Take your Caps Off for America’s 15 Motions of Fame

1.) Michael Jackson left behind his actual corpse to be displayed in a celebrity wax museum. America, FUCK YEAH!
2.) Lindsay Lohan was paid 70K to throw a premature birthday party for herself. America, FUCK YEAH!
3.) Michael Vick quit his job as a construction worker because “The days were too dog-gone long.” America, FUCK YEAH!
4.) Billy Bob Thorton is poor again. America, FUCK YEAH!
5.) Meg Ryan will play Michael Jackson in the upcoming movie about his life. America, FUCK YEAH!
6.) Hopefully no children will be harmed during the making of that movie. America, FUCK YEAH!
7.) Ben Affleck witnessed the attack on Pearl Harbor. America, FUCK YEAH!
8.) Denzel Washington didn’t mean to shoot that friendly in ‘Courage Under Fire’. America, HOO-RAH FUCK YEAH!
9.) Jack Nicholson thinks you can’t handle the truth, but you probably can. America, FUCK YEAH!
10.) Michael Jackson’s corpse will play Meg Ryan in ‘Still Sleepless in Seattle’. America, FUCK YEAH!

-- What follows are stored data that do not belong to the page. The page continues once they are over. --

//! Error types for configuration loading and validation.

/// Errors that can occur when loading or validating an `xsdc.toml`.
#[derive(Debug, thiserror::Error)]
pub enum ConfigError {
    /// An I/O error occurred while reading the configuration file.
    #[error("failed to read configuration: {0}")]
    IoError(#[from] std::io::Error),

    /// The TOML content could not be parsed.
    #[error("failed to parse configuration: {0}")]
    ParseError(String),

    /// A configuration value failed validation.
    #[error("validation error: {0}")]
    ValidationError(String),
}

#[cfg(test)]
mod tests {
    use super::*;

    #[test]
    fn display_parse_error() {
        let err = ConfigError::ParseError("expected '=' at line 3".to_string());
        assert_eq!(
            format!("{err}"),
            "failed to parse configuration: expected '=' at line 3"
        );
    }

    #[test]
    fn display_validation_error() {
        let err = ConfigError::ValidationError("base_package empty".to_string());
        assert_eq!(format!("{err}"), "validation error: base_package empty");
    }
}
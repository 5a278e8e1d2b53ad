// SPDX-License-Identifier: MIT OR Apache-2.0

use serde::{Deserialize, Serialize};

use crate::types::{Date, ProjectId, TaskId, Timestamp, UserId};

#[derive(Clone, Copy, Debug, Default, PartialEq, Eq, PartialOrd, Ord, Serialize, Deserialize)]
#[serde(rename_all = "snake_case")]
pub enum TaskPriority {
    Low,
    #[default]
    Medium,
    High,
}

/// Progress state shared by tasks and subtasks.
#[derive(Clone, Copy, Debug, Default, PartialEq, Eq, Serialize, Deserialize)]
#[serde(rename_all = "snake_case")]
pub enum TaskStatus {
    #[default]
    Todo,
    InProgress,
    Done,
}

/// A unit of work within exactly one project.
///
/// `created_by` is immutable; status and priority are mutable under the task guard. Assignees
/// are tracked in separate assignment rows.
#[derive(Clone, Debug, PartialEq, Eq, Serialize, Deserialize)]
pub struct Task {
    pub id: TaskId,
    pub project: ProjectId,
    pub title: String,
    pub description: String,
    pub due_date: Option<Date>,
    pub priority: TaskPriority,
    pub status: TaskStatus,
    pub created_by: UserId,
    pub created_at: Timestamp,
}

/// Payload for creating a task. Id, creator and timestamp are assigned at insert time.
#[derive(Clone, Debug, PartialEq, Eq, Serialize, Deserialize)]
pub struct NewTask {
    pub project: ProjectId,
    pub title: String,
    pub description: String,
    pub due_date: Option<Date>,
    #[serde(default)]
    pub priority: TaskPriority,
    #[serde(default)]
    pub status: TaskStatus,
}

/// Assignment of a user to a task, unique per (task, user) pair.
#[derive(Clone, Debug, PartialEq, Eq, Serialize, Deserialize)]
pub struct TaskAssignment {
    pub task: TaskId,
    pub user: UserId,
    pub assigned_at: Timestamp,
}
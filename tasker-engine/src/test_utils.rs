// SPDX-License-Identifier: MIT OR Apache-2.0

//! Shared fixtures for engine tests.

use tasker_core::{NewProject, NewTask, NewUser, ProjectId, User};
use tasker_store::{MembershipStore, MemoryStore};

use crate::Engine;

/// Engine over a fresh in-memory store.
pub fn test_engine() -> Engine<MemoryStore> {
    Engine::new(MemoryStore::new())
}

/// Register a user, deriving the display name from the email's local part.
pub fn register(engine: &mut Engine<MemoryStore>, email: &str) -> User {
    let name = email.split('@').next().unwrap_or(email).to_string();
    engine
        .register_user(NewUser {
            email: email.to_string(),
            name,
        })
        .expect("fresh email registers")
}

/// A minimal project creation payload.
pub fn project_draft(name: &str) -> NewProject {
    NewProject {
        name: name.to_string(),
        description: String::new(),
        start_date: 20_260_101,
        end_date: None,
        status: Default::default(),
    }
}

/// A minimal task creation payload.
pub fn task_draft(project: ProjectId, title: &str) -> NewTask {
    NewTask {
        project,
        title: title.to_string(),
        description: String::new(),
        due_date: None,
        priority: Default::default(),
        status: Default::default(),
    }
}

/// Number of owner memberships on a project. Exactly one for every live project.
pub fn owner_count(engine: &Engine<MemoryStore>, project: ProjectId) -> usize {
    engine
        .store()
        .memberships_for_project(project)
        .expect("memory store reads do not fail")
        .iter()
        .filter(|membership| membership.role.is_owner())
        .count()
}

/// Route tracing output into the test captures. `RUST_LOG` filters apply.
pub fn init_tracing() {
    let _ = tracing_subscriber::fmt()
        .with_env_filter(tracing_subscriber::EnvFilter::from_default_env())
        .with_test_writer()
        .try_init();
}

11.) Tom Hanks was a teacher who was able to save Private Ryan, making teachers all across the country realize that there are other options out there, with benefits. America, FUCK YEAH!
12.) Gary Coleman wants to know what Willis is talking about. America, FUCK YEAH!
13.) If you wear a ski mask into a 7-11, the guy at the counter will shoot you. America, FUCK YEAH!
14.) You can buy stock in Old Spice. America, FUCK YEAH!
15.) If you tell my grandpa to put that in his pipe and smoke it, 9 times of out of 10 he will smoke whatever you’re pointing at.